Metadata-Version: 2.4
Name: mtlflashattn
Version: 0.2.0
Summary: Memory-efficient Metal flash-attention for PyTorch MPS, with a guarded flash_attn drop-in shim
Project-URL: Homepage, https://github.com/pawel-mazurkiewicz/mtlflashattn
Project-URL: Repository, https://github.com/pawel-mazurkiewicz/mtlflashattn
Project-URL: Issues, https://github.com/pawel-mazurkiewicz/mtlflashattn/issues
Author-email: Paweł Mazurkiewicz <chillaid.engineering@gmail.com>
License: MIT
Keywords: apple-silicon,attention,flash-attention,m5,metal,mps,neural-accelerator,pytorch,tensorops
Classifier: Development Status :: 4 - Beta
Classifier: Environment :: GPU
Classifier: Intended Audience :: Developers
Classifier: License :: OSI Approved :: MIT License
Classifier: Operating System :: MacOS
Classifier: Programming Language :: Python :: 3
Classifier: Topic :: Scientific/Engineering :: Artificial Intelligence
Requires-Python: >=3.10
Requires-Dist: torch>=2.5
Provides-Extra: dev
Requires-Dist: pytest>=8.0; extra == 'dev'
Description-Content-Type: text/markdown

# mtlflashattn

**Memory-efficient, fast flash-attention for PyTorch on Apple Silicon (MPS)** — with a
guarded `flash_attn` drop-in shim so existing code uses it automatically.

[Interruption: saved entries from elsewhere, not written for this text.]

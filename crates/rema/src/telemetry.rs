use crate::config::TelemetryConfig;
use std::fmt;
use tracing_subscriber::filter::ParseError;
use tracing_subscriber::EnvFilter;

/// Directives appended to every filter so transport chatter stays out of the logs.
const QUIET_DEPENDENCIES: &[&str] = &["hyper=warn", "axum::rejection=warn"];

#[derive(Debug)]
pub enum TelemetryError {
    EnvFilter { value: String, source: ParseError },
    Subscriber(Box<dyn std::error::Error + Send + Sync>),
}

impl fmt::Display for TelemetryError {
    fn fmt(&self, f: &mut fmt::Formatter<'_>) -> fmt::Result {
        match self {
            TelemetryError::EnvFilter { value, .. } => {
                write!(
                    f,
                    "invalid log level/filter '{}': unable to build EnvFilter",
                    value
                )
            }
            TelemetryError::Subscriber(err) => write!(f, "telemetry error: {err}"),
        }
    }
}

impl std::error::Error for TelemetryError {
    fn source(&self) -> Option<&(dyn std::error::Error + 'static)> {
        match self {
            TelemetryError::EnvFilter { source, .. } => Some(source),
            TelemetryError::Subscriber(err) => Some(&**err),
        }
    }
}

/// Builds the filter from `RUST_LOG` when present, otherwise from the configured level.
pub fn env_filter(config: &TelemetryConfig) -> Result<EnvFilter, TelemetryError> {
    if let Ok(filter) = EnvFilter::try_from_default_env() {
        return Ok(filter);
    }

    let mut directives = vec![config.log_level.trim().to_string()];
    directives.extend(QUIET_DEPENDENCIES.iter().map(|directive| directive.to_string()));
    let value = directives.join(",");

    EnvFilter::try_new(&value).map_err(|source| TelemetryError::EnvFilter {
        value: config.log_level.clone(),
        source,
    })
}

pub fn init(config: &TelemetryConfig) -> Result<(), TelemetryError> {
    let env_filter = env_filter(config)?;

    tracing_subscriber::fmt()
        .with_env_filter(env_filter)
        .with_target(false)
        .compact()
        .with_ansi(false)
        .try_init()
        .map_err(TelemetryError::Subscriber)
}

`mtlflashattn` never materializes the `Lq×Lk` score matrix (fixing OOM/SIGKILL on long
attention), and on M5 / macOS 27 it drives Apple's **TensorOps / Neural Accelerators** via
`matmul2d` to run **3–11× faster than the stock fused MPS SDPA** — which, separately, is
*silently numerically wrong* past ~4k tokens. Pure-Python `torch.mps.compile_shader`; no C++/
ObjC/Swift extension, no `.metallib`, no `xcrun` at runtime.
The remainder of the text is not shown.